CA Rennes, 5e ch. prud'homale, 15 mai 2007, n° 06-05067
RENNES
Arrêt
Infirmation
PARTIES
Demandeur :
Pelhate
Défendeur :
Ioltech (SA)
COMPOSITION DE LA JURIDICTION
Président de chambre :
M. Ploux
Conseillers :
Mmes Citray, Legeard
Avocats :
Mes Massart, Bordet-Lesueur
Par acte du 19 juillet 2006, Monsieur Jean-François Pelhate interjetait appel d'un jugement rendu le 23 juin 2006 par le Conseil de Prud'hommes de Dinan qui dans le litige qui l'oppose à la société SA Ioltech le déboutait de toutes ses demandes tendant à obtenir la requalification de son contrat de travail et l'annulation de la transaction intervenue entre les parties le 4 novembre 2004 ;
Au soutien de son recours, Monsieur Pelhate revendique le statut de VRP et fait valoir qu'étant salarié protégé, son licenciement est nul, faute pour l'employeur d'avoir sollicité l'autorisation de l'inspection du travail et que la transaction est également nulle pour avoir été signée alors qu'il était toujours sous la subordination de l'employeur.
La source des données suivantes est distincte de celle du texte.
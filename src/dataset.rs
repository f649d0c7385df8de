// Dataset loader: builds an engine and its users from a JSON file.
//
// Expected shape:
//
//   {
//     "movies": [{ "title": "Alien", "year": 1979, "features": [0.9, 0.1] }],
//     "users":  [{ "name": "dana", "ratings": [{ "title": "Alien", "year": 1979, "rating": 4.5 }] }]
//   }
//
// Every movie is inserted before any user is built, and a rating that
// points at a movie missing from the catalog fails the load. That keeps
// each user's rating map a subset of the catalog.

use std::path::Path;

use anyhow::{Context, Result};
use serde::{Deserialize, Serialize};
use tracing::info;

use crate::engine::{RecommendationEngine, SharedEngine};
use crate::user::{RatingMap, User};

#[derive(Debug, Clone, Serialize, Deserialize)]
pub struct Dataset {
    pub movies: Vec<MovieRecord>,
    #[serde(default)]
    pub users: Vec<UserRecord>,
}

#[derive(Debug, Clone, Serialize, Deserialize)]
pub struct MovieRecord {
    pub title: String,
    pub year: i32,
    pub features: Vec<f64>,
}

#[derive(Debug, Clone, Serialize, Deserialize)]
pub struct UserRecord {
    pub name: String,
    #[serde(default)]
    pub ratings: Vec<RatingRecord>,
}

#[derive(Debug, Clone, Serialize, Deserialize)]
pub struct RatingRecord {
    pub title: String,
    pub year: i32,
    pub rating: f64,
}

impl Dataset {
    /// Read and parse a dataset file.
    pub fn load(path: &Path) -> Result<Self> {
        let json = std::fs::read_to_string(path)
            .with_context(|| format!("Failed to read dataset at {}", path.display()))?;
        Self::from_json(&json)
            .with_context(|| format!("Failed to parse dataset at {}", path.display()))
    }

    pub fn from_json(json: &str) -> Result<Self> {
        Ok(serde_json::from_str(json)?)
    }

    /// Build the shared engine, then one `User` per user record.
    pub fn build(self) -> Result<(SharedEngine, Vec<User>)> {
        let mut engine = RecommendationEngine::new();
        for record in self.movies {
            engine
                .add_movie(&record.title, record.year, record.features)
                .with_context(|| format!("Invalid movie {} ({})", record.title, record.year))?;
        }

        let mut ratings_per_user = Vec::with_capacity(self.users.len());
        for record in self.users {
            let mut ratings = RatingMap::new();
            for rating in record.ratings {
                let Some(movie) = engine.get_movie(&rating.title, rating.year) else {
                    anyhow::bail!(
                        "User {} rated {} ({}), which is not in the catalog",
                        record.name,
                        rating.title,
                        rating.year
                    );
                };
                ratings.insert(movie, rating.rating);
            }
            ratings_per_user.push((record.name, ratings));
        }

        info!(
            movies = engine.catalog().len(),
            users = ratings_per_user.len(),
            "Dataset loaded"
        );

        let shared = engine.into_shared();
        let users = ratings_per_user
            .into_iter()
            .map(|(name, ratings)| User::new(name, ratings, shared.clone()))
            .collect();

        Ok((shared, users))
    }
}
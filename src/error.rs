// Engine error taxonomy.
//
// Every failure a recommendation call can hit is local to that call and
// deterministic for the same inputs, so nothing here is retryable. Lookups
// that routinely miss (get_movie) return Option instead of an error.

/// Errors produced by the catalog and the recommendation algorithms.
#[derive(thiserror::Error, Debug, Clone, PartialEq)]
pub enum EngineError {
    #[error("feature vector length mismatch: expected {expected}, found {found}")]
    DimensionMismatch { expected: usize, found: usize },

    #[error("invalid feature vector for {movie}: {reason}")]
    InvalidFeatures { movie: String, reason: &'static str },

    #[error("cosine similarity is undefined for a zero-norm vector")]
    ZeroNorm,

    #[error("cosine similarity is not a finite number")]
    NonFiniteSimilarity,

    #[error("cannot average an empty rating map")]
    EmptyRatings,

    #[error("ratings carry no preference signal (preference vector is all zeros)")]
    NoPreferenceSignal,

    #[error("neighbor similarities sum to zero, predicted score is undefined")]
    ZeroTotalWeight,

    #[error("the catalog is empty")]
    EmptyCatalog,

    #[error("every catalog movie has already been rated")]
    NoUnseenMovies,

    #[error("movie not found: {title} ({year})")]
    UnknownMovie { title: String, year: i32 },
}

pub type EngineResult<T> = Result<T, EngineError>;
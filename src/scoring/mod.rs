// Recommendation algorithms: cosine similarity, preference vectors,
// content-based best fit and item-based collaborative filtering.
//
// Everything here is a pure function over a borrowed catalog and a borrowed
// rating map. The engine module owns the catalog and wires these together.

pub mod collaborative;
pub mod content;
pub mod preferences;
pub mod similarity;

use serde::Serialize;

use crate::catalog::MovieId;

/// A recommended movie and the score that selected it.
///
/// For content recommendations the score is the cosine similarity to the
/// preference vector; for collaborative filtering it is the predicted rating.
#[derive(Debug, Clone, PartialEq, Serialize)]
pub struct Recommendation {
    pub movie: MovieId,
    pub score: f64,
}
// Unit tests for cosine similarity and the preference builder.
//
// Tests isolated pure functions: cosine_similarity algebraic properties
// (symmetry, self-similarity, scale invariance) and its error cases, and
// build_preferences against hand-computed vectors.

use cinerec::catalog::{Catalog, MovieId};
use cinerec::error::EngineError;
use cinerec::scoring::preferences::{average_rating, build_preferences};
use cinerec::scoring::similarity::cosine_similarity;
use cinerec::user::RatingMap;

fn sample_vectors() -> Vec<Vec<f64>> {
    vec![
        vec![1.0, 0.0, 0.0],
        vec![0.3, -1.2, 4.0],
        vec![-2.0, 0.5, 0.5],
        vec![0.001, 1000.0, -3.0],
        vec![1.0, 1.0, 1.0],
    ]
}

// ============================================================
// cosine_similarity: properties
// ============================================================

#[test]
fn similarity_is_symmetric() {
    let vectors = sample_vectors();
    for a in &vectors {
        for b in &vectors {
            let ab = cosine_similarity(a, b).unwrap();
            let ba = cosine_similarity(b, a).unwrap();
            assert!(
                (ab - ba).abs() < 1e-12,
                "similarity({a:?}, {b:?}) = {ab} but reversed = {ba}"
            );
        }
    }
}

#[test]
fn similarity_with_self_is_one() {
    for v in sample_vectors() {
        let sim = cosine_similarity(&v, &v).unwrap();
        assert!((sim - 1.0).abs() < 1e-9, "Self-similarity of {v:?} was {sim}");
    }
}

#[test]
fn similarity_stays_in_range() {
    let vectors = sample_vectors();
    for a in &vectors {
        for b in &vectors {
            let sim = cosine_similarity(a, b).unwrap();
            assert!(
                (-1.0 - 1e-9..=1.0 + 1e-9).contains(&sim),
                "Out of range: {sim}"
            );
        }
    }
}

#[test]
fn similarity_ignores_positive_scale() {
    let a = [0.3, -1.2, 4.0];
    let scaled = [3.0, -12.0, 40.0];
    let b = [1.0, 2.0, 3.0];
    let s1 = cosine_similarity(&a, &b).unwrap();
    let s2 = cosine_similarity(&scaled, &b).unwrap();
    assert!((s1 - s2).abs() < 1e-12);
}

#[test]
fn similarity_survives_extreme_magnitudes() {
    let huge = [1e200, 1e200];
    let tiny = [1e-170, 1e-170];
    for (a, b) in [(&huge, &huge), (&tiny, &tiny), (&huge, &tiny)] {
        let sim = cosine_similarity(a, b).unwrap();
        assert!((sim - 1.0).abs() < 1e-9, "similarity({a:?}, {b:?}) = {sim}");
    }
}

// ============================================================
// cosine_similarity: error cases
// ============================================================

#[test]
fn similarity_zero_vector() {
    assert_eq!(
        cosine_similarity(&[0.0, 0.0, 0.0], &[1.0, 2.0, 3.0]),
        Err(EngineError::ZeroNorm)
    );
}

#[test]
fn similarity_empty_vectors() {
    // Empty vectors have zero norm
    assert_eq!(cosine_similarity(&[], &[]), Err(EngineError::ZeroNorm));
}

#[test]
fn similarity_non_finite_input() {
    assert_eq!(
        cosine_similarity(&[f64::INFINITY, 0.0], &[1.0, 0.0]),
        Err(EngineError::NonFiniteSimilarity)
    );
}

#[test]
fn similarity_length_mismatch() {
    assert!(matches!(
        cosine_similarity(&[1.0], &[1.0, 1.0]),
        Err(EngineError::DimensionMismatch {
            expected: 1,
            found: 2
        })
    ));
}

// ============================================================
// build_preferences
// ============================================================

fn abc_catalog() -> Catalog {
    let mut catalog = Catalog::new();
    catalog.insert(MovieId::new("A", 2000), vec![1.0, 0.0]).unwrap();
    catalog.insert(MovieId::new("B", 2001), vec![0.0, 1.0]).unwrap();
    catalog.insert(MovieId::new("C", 2002), vec![1.0, 1.0]).unwrap();
    catalog
}

#[test]
fn preferences_scenario() {
    let ratings = RatingMap::from([
        (MovieId::new("A", 2000), 5.0),
        (MovieId::new("B", 2001), 1.0),
    ]);
    assert!((average_rating(&ratings).unwrap() - 3.0).abs() < 1e-12);
    assert_eq!(
        build_preferences(&abc_catalog(), &ratings).unwrap(),
        vec![2.0, -2.0]
    );
}

#[test]
fn preferences_sum_over_shared_features() {
    // avg = 3; A: [1*(4-3), 0]; C: [1*(2-3), 1*(2-3)]; B: [0, 1*(3-3)]
    let ratings = RatingMap::from([
        (MovieId::new("A", 2000), 4.0),
        (MovieId::new("B", 2001), 3.0),
        (MovieId::new("C", 2002), 2.0),
    ]);
    assert_eq!(
        build_preferences(&abc_catalog(), &ratings).unwrap(),
        vec![0.0, -1.0]
    );
}

#[test]
fn preferences_empty_ratings() {
    assert_eq!(
        build_preferences(&abc_catalog(), &RatingMap::new()),
        Err(EngineError::EmptyRatings)
    );
}

#[test]
fn preferences_empty_catalog_is_zero_length() {
    let ratings = RatingMap::from([(MovieId::new("A", 2000), 5.0)]);
    assert_eq!(
        build_preferences(&Catalog::new(), &ratings).unwrap(),
        Vec::<f64>::new()
    );
}
use std::env;
use std::path::PathBuf;

use anyhow::{Context, Result};

/// Dataset used when CINEREC_DATASET is unset.
pub const DEFAULT_DATASET_PATH: &str = "./data/movies.json";

/// Neighbor count for collaborative filtering when CINEREC_NEIGHBORS is unset.
pub const DEFAULT_NEIGHBORS: usize = 3;

/// Central configuration loaded from environment variables.
///
/// The .env file is loaded at startup via dotenvy, so either works.
/// Command-line flags override anything set here.
#[derive(Debug, Clone)]
pub struct Config {
    /// JSON dataset with the movie catalog and users
    pub dataset_path: PathBuf,
    /// Default k for collaborative filtering
    pub neighbors: usize,
}

impl Config {
    /// Load configuration from environment variables.
    pub fn load() -> Result<Self> {
        let dataset_path = env::var("CINEREC_DATASET")
            .map(PathBuf::from)
            .unwrap_or_else(|_| PathBuf::from(DEFAULT_DATASET_PATH));

        let neighbors = match env::var("CINEREC_NEIGHBORS") {
            Ok(raw) => parse_neighbors(&raw)?,
            Err(_) => DEFAULT_NEIGHBORS,
        };

        Ok(Self {
            dataset_path,
            neighbors,
        })
    }
}

/// Parse a neighbor count, which must be a positive integer.
pub fn parse_neighbors(raw: &str) -> Result<usize> {
    let k: usize = raw
        .trim()
        .parse()
        .with_context(|| format!("CINEREC_NEIGHBORS must be a positive integer, got {raw:?}"))?;
    if k == 0 {
        anyhow::bail!("CINEREC_NEIGHBORS must be at least 1");
    }
    Ok(k)
}
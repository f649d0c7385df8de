// Recommendation engine: owns the catalog and answers recommendation
// requests for any rating source.
//
// The engine is the only mutable store. Users hold a SharedEngine handle:
// adding a movie takes the write lock, every query runs under a read lock.

use std::sync::{Arc, PoisonError, RwLock, RwLockReadGuard, RwLockWriteGuard};

use tracing::{debug, info};

use crate::catalog::{Catalog, FeatureVector, MovieId};
use crate::error::EngineResult;
use crate::scoring::collaborative::{self, Prediction};
use crate::scoring::{content, preferences, Recommendation};
use crate::user::RatingSource;

/// Engine handle shared between users.
pub type SharedEngine = Arc<RwLock<RecommendationEngine>>;

#[derive(Debug, Clone, Default)]
pub struct RecommendationEngine {
    catalog: Catalog,
}

impl RecommendationEngine {
    pub fn new() -> Self {
        Self::default()
    }

    pub fn into_shared(self) -> SharedEngine {
        Arc::new(RwLock::new(self))
    }

    pub fn catalog(&self) -> &Catalog {
        &self.catalog
    }

    /// Add a movie to the catalog (or replace its features) and return its id.
    pub fn add_movie(
        &mut self,
        title: &str,
        year: i32,
        features: FeatureVector,
    ) -> EngineResult<MovieId> {
        let movie = MovieId::new(title, year);
        self.catalog.insert(movie.clone(), features)?;
        debug!(movie = %movie, catalog_size = self.catalog.len(), "Added movie");
        Ok(movie)
    }

    /// Find a catalog movie by identity. `None` when it isn't in the catalog.
    pub fn get_movie(&self, title: &str, year: i32) -> Option<MovieId> {
        self.catalog.get(title, year).cloned()
    }

    /// The user's preference vector over the catalog's features.
    pub fn preferences<U: RatingSource + ?Sized>(&self, user: &U) -> EngineResult<FeatureVector> {
        preferences::build_preferences(&self.catalog, user.ratings())
    }

    pub fn recommend_by_content<U: RatingSource + ?Sized>(
        &self,
        user: &U,
    ) -> EngineResult<Recommendation> {
        let rec = content::recommend_by_content(&self.catalog, user.ratings())?;
        info!(movie = %rec.movie, similarity = rec.score, "Content recommendation");
        Ok(rec)
    }

    /// Collaborative-filtering recommendation using the `k` nearest rated movies.
    ///
    /// `Ok(None)` means no unseen movie has a positive predicted rating.
    pub fn recommend_by_cf<U: RatingSource + ?Sized>(
        &self,
        user: &U,
        k: usize,
    ) -> EngineResult<Option<Recommendation>> {
        let rec = collaborative::recommend_by_cf(&self.catalog, user.ratings(), k)?;
        match &rec {
            Some(rec) => info!(movie = %rec.movie, predicted = rec.score, k, "CF recommendation"),
            None => info!(k, "CF found no movie above the prediction floor"),
        }
        Ok(rec)
    }

    pub fn predict_score<U: RatingSource + ?Sized>(
        &self,
        user: &U,
        movie: &MovieId,
        k: usize,
    ) -> EngineResult<f64> {
        collaborative::predict_score(&self.catalog, user.ratings(), movie, k)
    }

    /// Predicted rating plus the neighbors it was averaged from.
    pub fn explain_prediction<U: RatingSource + ?Sized>(
        &self,
        user: &U,
        movie: &MovieId,
        k: usize,
    ) -> EngineResult<Prediction> {
        collaborative::explain_prediction(&self.catalog, user.ratings(), movie, k)
    }

    pub fn render(&self) -> String {
        self.catalog.render()
    }
}

impl std::fmt::Display for RecommendationEngine {
    fn fmt(&self, f: &mut std::fmt::Formatter<'_>) -> std::fmt::Result {
        f.write_str(&self.render())
    }
}

/// Take the shared read lock. A panic elsewhere never leaves the catalog
/// half-written, so a poisoned lock is still safe to read.
pub fn read(engine: &SharedEngine) -> RwLockReadGuard<'_, RecommendationEngine> {
    engine.read().unwrap_or_else(PoisonError::into_inner)
}

/// Take the exclusive write lock.
pub fn write(engine: &SharedEngine) -> RwLockWriteGuard<'_, RecommendationEngine> {
    engine.write().unwrap_or_else(PoisonError::into_inner)
}
// MovieId: the immutable (title, year) identity used as a map key by the
// catalog and by every user's rating map.
//
// Field order matters: the derived Ord compares year first, then title,
// which is the order the catalog iterates and renders in.

use serde::{Deserialize, Serialize};

/// Identity of a movie in the catalog.
#[derive(Debug, Clone, PartialEq, Eq, PartialOrd, Ord, Hash, Serialize, Deserialize)]
pub struct MovieId {
    year: i32,
    title: String,
}

impl MovieId {
    pub fn new(title: impl Into<String>, year: i32) -> Self {
        Self {
            year,
            title: title.into(),
        }
    }

    pub fn title(&self) -> &str {
        &self.title
    }

    pub fn year(&self) -> i32 {
        self.year
    }
}

impl std::fmt::Display for MovieId {
    fn fmt(&self, f: &mut std::fmt::Formatter<'_>) -> std::fmt::Result {
        write!(f, "{} ({})", self.title, self.year)
    }
}
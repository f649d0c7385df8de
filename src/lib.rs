// Cinerec: content-based and item-based collaborative movie recommendations.
//
// This is the library root. The engine owns the catalog; users borrow it
// through a shared handle and hand their ratings to the scoring functions.

pub mod catalog;
pub mod config;
pub mod dataset;
pub mod engine;
pub mod error;
pub mod output;
pub mod scoring;
pub mod user;

pub use catalog::{Catalog, FeatureVector, MovieId};
pub use engine::{RecommendationEngine, SharedEngine};
pub use error::{EngineError, EngineResult};
pub use scoring::Recommendation;
pub use user::{RatingMap, RatingSource, User};
// Cosine similarity between two feature vectors.
//
//   dot(a, b) / (|a| * |b|)
//
// Ranges from -1.0 (opposite) to 1.0 (same direction). A zero-norm vector
// has no direction, so instead of producing NaN we report it as an error
// and let the caller decide whether that means "skip" or "fail".
//
// Each vector is divided by its largest absolute component first. Cosine
// similarity is scale invariant, and the scaled components sit in [-1, 1],
// so squaring them can neither overflow nor underflow to a zero norm.

use crate::error::{EngineError, EngineResult};

/// Compute the cosine similarity of two equal-length vectors.
pub fn cosine_similarity(a: &[f64], b: &[f64]) -> EngineResult<f64> {
    if a.len() != b.len() {
        return Err(EngineError::DimensionMismatch {
            expected: a.len(),
            found: b.len(),
        });
    }

    let scale_a = max_abs(a);
    let scale_b = max_abs(b);
    if scale_a == 0.0 || scale_b == 0.0 {
        return Err(EngineError::ZeroNorm);
    }

    let mut dot = 0.0;
    let mut norm_a = 0.0;
    let mut norm_b = 0.0;

    for (x, y) in a.iter().zip(b) {
        let x = x / scale_a;
        let y = y / scale_b;
        dot += x * y;
        norm_a += x * x;
        norm_b += y * y;
    }

    let sim = dot / (norm_a.sqrt() * norm_b.sqrt());
    if !sim.is_finite() {
        return Err(EngineError::NonFiniteSimilarity);
    }
    Ok(sim)
}

/// Largest absolute component, 0.0 for an empty or all-zero vector.
fn max_abs(v: &[f64]) -> f64 {
    v.iter().fold(0.0_f64, |max, x| max.max(x.abs()))
}
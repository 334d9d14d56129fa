// Copyright (c) The testament Contributors
// SPDX-License-Identifier: MIT OR Apache-2.0

use crate::fixtures::*;
use color_eyre::eyre::Result;
use pretty_assertions::assert_eq;
use std::num::NonZeroUsize;
use test_case::test_case;
use testament_runner::{
    config::{Configuration, Continuation, RepetitionPolicy},
    issue::TestError,
    reporter::EventKind,
    test::Test,
};

fn always_fails() -> Test {
    function("Module.always_fails()", 1, || async {
        Err(TestError::msg("always fails"))
    })
}

fn never_fails() -> Test {
    function("Module.never_fails()", 1, passes)
}

#[test_case(Continuation::UntilIssueRecorded, always_fails(), 1 ; "until issue, failing")]
#[test_case(Continuation::UntilIssueRecorded, never_fails(), 5 ; "until issue, passing")]
#[test_case(Continuation::WhileIssueRecorded, always_fails(), 5 ; "while issue, failing")]
#[test_case(Continuation::WhileIssueRecorded, never_fails(), 1 ; "while issue, passing")]
#[test_case(Continuation::Always, always_fails(), 5 ; "always, failing")]
#[tokio::test]
async fn repetition_terminates(
    continuation: Continuation,
    test: Test,
    expected_iterations: usize,
) -> Result<()> {
    let policy = RepetitionPolicy::repeating(continuation, NonZeroUsize::new(5).unwrap());
    let (stats, log) = run_logged(
        [test],
        Configuration::default().with_repetition_policy(policy),
    )
    .await?;

    assert_eq!(stats.iterations, expected_iterations);
    assert_eq!(stats.tests_started, expected_iterations);

    // Iterations are numbered from 1, both in iteration events and in the context of every
    // event posted within an iteration.
    let started: Vec<_> = log
        .events()
        .into_iter()
        .filter_map(|event| match event.kind {
            EventKind::IterationStarted { index } => Some(index),
            _ => None,
        })
        .collect();
    assert_eq!(started, (1..=expected_iterations).collect::<Vec<_>>());

    let test_started_iterations: Vec<_> = log
        .events()
        .into_iter()
        .filter(|event| matches!(event.kind, EventKind::TestStarted))
        .map(|event| event.iteration)
        .collect();
    assert_eq!(
        test_started_iterations,
        (1..=expected_iterations).map(Some).collect::<Vec<_>>()
    );
    Ok(())
}
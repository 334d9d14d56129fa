// Copyright (c) The testament Contributors
// SPDX-License-Identifier: MIT OR Apache-2.0

use crate::fixtures::*;
use color_eyre::eyre::{Result, bail};
use fixture_data::testament_tests::{EXPECTED_TESTS, expected_failure_count};
use pretty_assertions::assert_eq;
use quick_xml::{
    Reader,
    events::{BytesStart, Event as XmlEvent},
};
use std::collections::BTreeMap;
use testament_runner::{
    config::Configuration,
    reporter::{JunitRecorder, TESTSUITE_NAME},
    runner::Runner,
    test::Test,
    write_str::SharedBuffer,
};

#[derive(Debug, Default)]
struct Report {
    suites: Vec<BTreeMap<String, String>>,
    testcases: Vec<TestcaseReport>,
}

#[derive(Debug, Default)]
struct TestcaseReport {
    classname: String,
    name: String,
    children: Vec<String>,
}

fn attributes(start: &BytesStart<'_>) -> Result<BTreeMap<String, String>> {
    let mut attributes = BTreeMap::new();
    for attribute in start.attributes() {
        let attribute = attribute?;
        attributes.insert(
            String::from_utf8(attribute.key.as_ref().to_vec())?,
            attribute.unescape_value()?.into_owned(),
        );
    }
    Ok(attributes)
}

fn parse_report(xml: &str) -> Result<Report> {
    let mut reader = Reader::from_str(xml);
    reader.trim_text(true);

    let mut report = Report::default();
    let mut in_testcase = false;
    loop {
        let (start, is_empty) = match reader.read_event()? {
            XmlEvent::Start(start) => (start, false),
            XmlEvent::Empty(start) => (start, true),
            XmlEvent::End(end) => {
                if end.name().as_ref() == b"testcase" {
                    in_testcase = false;
                }
                continue;
            }
            XmlEvent::Eof => break,
            _ => continue,
        };
        let name = String::from_utf8(start.name().as_ref().to_vec())?;
        match name.as_str() {
            "testsuites" => {}
            "testsuite" => report.suites.push(attributes(&start)?),
            "testcase" => {
                let mut attributes = attributes(&start)?;
                report.testcases.push(TestcaseReport {
                    classname: attributes.remove("classname").unwrap_or_default(),
                    name: attributes.remove("name").unwrap_or_default(),
                    children: Vec::new(),
                });
                in_testcase = !is_empty;
            }
            "failure" | "skipped" if in_testcase => {
                if let Some(testcase) = report.testcases.last_mut() {
                    testcase.children.push(name);
                }
            }
            other => bail!("unexpected element <{other}>"),
        }
    }
    Ok(report)
}

async fn junit_report(
    tests: impl IntoIterator<Item = Test>,
    configuration: Configuration,
) -> Result<Report> {
    let buffer = SharedBuffer::new();
    let recorder = JunitRecorder::new(buffer.clone());
    let runner = Runner::new(tests, configuration.with_event_handler(recorder))?;
    runner.run().await;
    let xml = buffer.contents();
    assert!(
        xml.starts_with(r#"<?xml version="1.0" encoding="UTF-8"?>"#),
        "{xml}"
    );
    parse_report(&xml)
}

#[tokio::test]
async fn passing_tests_report() -> Result<()> {
    let tests = [
        function("A.one()", 1, passes),
        function("A.two()", 2, passes),
        function("B.one()", 3, passes),
    ];
    let report = junit_report(tests, Configuration::default().with_parallelization(false)).await?;

    assert_eq!(report.suites.len(), 1);
    let suite = &report.suites[0];
    assert_eq!(suite["name"], TESTSUITE_NAME);
    assert_eq!(suite["tests"], "3");
    assert_eq!(suite["failures"], "0");
    assert_eq!(suite["skipped"], "0");
    assert_eq!(suite["errors"], "0");

    let names: Vec<_> = report
        .testcases
        .iter()
        .map(|testcase| (testcase.classname.as_str(), testcase.name.as_str()))
        .collect();
    assert_eq!(names, [("A", "one()"), ("A", "two()"), ("B", "one()")]);
    assert!(
        report
            .testcases
            .iter()
            .all(|testcase| testcase.children.is_empty())
    );
    Ok(())
}

#[tokio::test]
async fn markup_in_names_survives() -> Result<()> {
    let name = "quote\"<&>\u{e9}\u{1f600}()";
    let report = junit_report(
        [function(&format!("Odd.{name}"), 1, passes)],
        Configuration::default(),
    )
    .await?;

    assert_eq!(report.testcases.len(), 1);
    assert_eq!(report.testcases[0].classname, "Odd");
    assert_eq!(report.testcases[0].name, name);
    Ok(())
}

#[tokio::test]
async fn fixture_catalog_report() -> Result<()> {
    let report = junit_report(fixture_tests(), Configuration::default()).await?;

    let suite = &report.suites[0];
    assert_eq!(suite["tests"], EXPECTED_TESTS.len().to_string());
    assert_eq!(suite["failures"], expected_failure_count().to_string());
    assert_eq!(suite["skipped"], "1");

    assert_eq!(report.testcases.len(), EXPECTED_TESTS.len());
    for testcase in &report.testcases {
        let Some(fixture) = EXPECTED_TESTS
            .iter()
            .find(|fixture| fixture.function_name() == testcase.name)
        else {
            bail!("unexpected testcase {testcase:?}");
        };
        assert_eq!(testcase.classname, fixture.classname());

        let expected_children: &[&str] = if fixture.outcome.is_failure() {
            &["failure"]
        } else if fixture.outcome == fixture_data::models::FixtureOutcome::Skip {
            &["skipped"]
        } else {
            &[]
        };
        assert_eq!(testcase.children, expected_children, "{testcase:?}");
    }
    Ok(())
}
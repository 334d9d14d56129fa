// Copyright (c) The testament Contributors
// SPDX-License-Identifier: MIT OR Apache-2.0

use crate::fixtures::*;
use color_eyre::eyre::{Result, eyre};
use indoc::indoc;
use pretty_assertions::assert_eq;
use regex::Regex;
use std::collections::BTreeMap;
use testament_runner::{
    TestId,
    config::Configuration,
    reporter::{
        ConsoleRecorder, ConsoleRecorderOptions, FanOutEventHandler, HierarchyRecorder,
        HierarchyRecorderOptions,
    },
    runner::Runner,
    test::Test,
    traits::ConditionTrait,
    write_str::SharedBuffer,
};

fn plain_console_options() -> ConsoleRecorderOptions {
    ConsoleRecorderOptions {
        use_ansi: false,
        use_256_colors: false,
        use_unicode: false,
        tag_colors: BTreeMap::new(),
    }
}

#[tokio::test]
async fn hierarchy_of_a_skipped_leaf() -> Result<()> {
    let tests = [
        Test::suite(TestId::new("Module", ["Suite"])),
        function("Module.Suite.passes()", 2, passes),
        function("Module.Suite.skipped()", 3, passes)
            .with_trait(ConditionTrait::disabled("not on this platform")),
    ];
    let buffer = SharedBuffer::new();
    let recorder = HierarchyRecorder::new(HierarchyRecorderOptions::default(), buffer.clone());
    let runner = Runner::new(
        tests,
        Configuration::default()
            .with_parallelization(false)
            .with_event_handler(recorder),
    )?;
    let stats = runner.run().await;
    assert_eq!(stats.tests_started, 1);
    assert_eq!(stats.tests_skipped, 1);

    let duration = Regex::new(r"\s+\d+\.\d{3}s$")?;
    let output = buffer
        .contents()
        .lines()
        .map(|line| duration.replace(line, "").into_owned())
        .collect::<Vec<_>>()
        .join("\n");
    let (tree, summary) = output
        .split_once("\n\n")
        .ok_or_else(|| eyre!("no summary in {output}"))?;
    assert_eq!(
        tree,
        indoc! {"
            `-- + Suite Suite
                |-- + Test passes()
                `-- > Test skipped() (not on this platform)"}
    );
    assert!(summary.ends_with(": 1 passed, 0 failed, 1 skipped"), "{summary}");
    Ok(())
}

#[tokio::test]
async fn recorders_share_a_run() -> Result<()> {
    let console = SharedBuffer::new();
    let hierarchy = SharedBuffer::new();
    let handler = FanOutEventHandler::new()
        .with(ConsoleRecorder::new(plain_console_options(), console.clone()))
        .with(HierarchyRecorder::new(
            HierarchyRecorderOptions::default(),
            hierarchy.clone(),
        ));
    let runner = Runner::new(fixture_tests(), Configuration::default().with_event_handler(handler))?;
    runner.run().await;

    let console = console.contents();
    let last = console.lines().last().unwrap_or_default();
    assert!(
        last.starts_with("X Test run with 10 tests in 3 suites failed after "),
        "{console}"
    );
    assert!(
        last.ends_with(" with 3 issues (including 1 known issue)."),
        "{last}"
    );
    assert!(
        console.contains("> Test skipped() was cancelled after "),
        "{console}"
    );

    let hierarchy = hierarchy.contents();
    assert!(
        hierarchy.contains(": 7 passed, 2 failed, 1 skipped"),
        "{hierarchy}"
    );
    Ok(())
}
Il conclut à l'infirmation du jugement et demande à la cour de faire droit à l'ensemble de ses demandes telles qu'elles sont présentées pages 17 et 18 de ses écritures. Il réclame la somme de 4 000 euro au titre de l'article 700 du nouveau Code de procédure civile ;
La société Ioltech sollicite la confirmation du jugement, elle maintient que la transaction a autorité de la chose jugée et ne permet pas de modifier les droits des parties tels qu'ils ont été fixés par cet accord. Elle réclame au titre de l'article 700 du nouveau Code de procédure civile la somme de 3 000 euro ;
Pour un exposé plus complet de la procédure, des moyens et prétentions des parties, la cour se réfère au jugement déféré et aux conclusions régulièrement communiquées à l'adversaire qui ont été développées à l'audience des plaidoiries puis versées dans les pièces de procédure à l'issue des débats ;
Motifs de la décision
Rappel sommaire des faits
Monsieur Jean François Pelhate engagé le 13 octobre 1999 en qualité de responsable régional par la société Ioltech, spécialisée dans la commercialisation de produits d'optique, était élu membre du comité d'entreprise du 12 novembre 2002 au 25 novembre 2004.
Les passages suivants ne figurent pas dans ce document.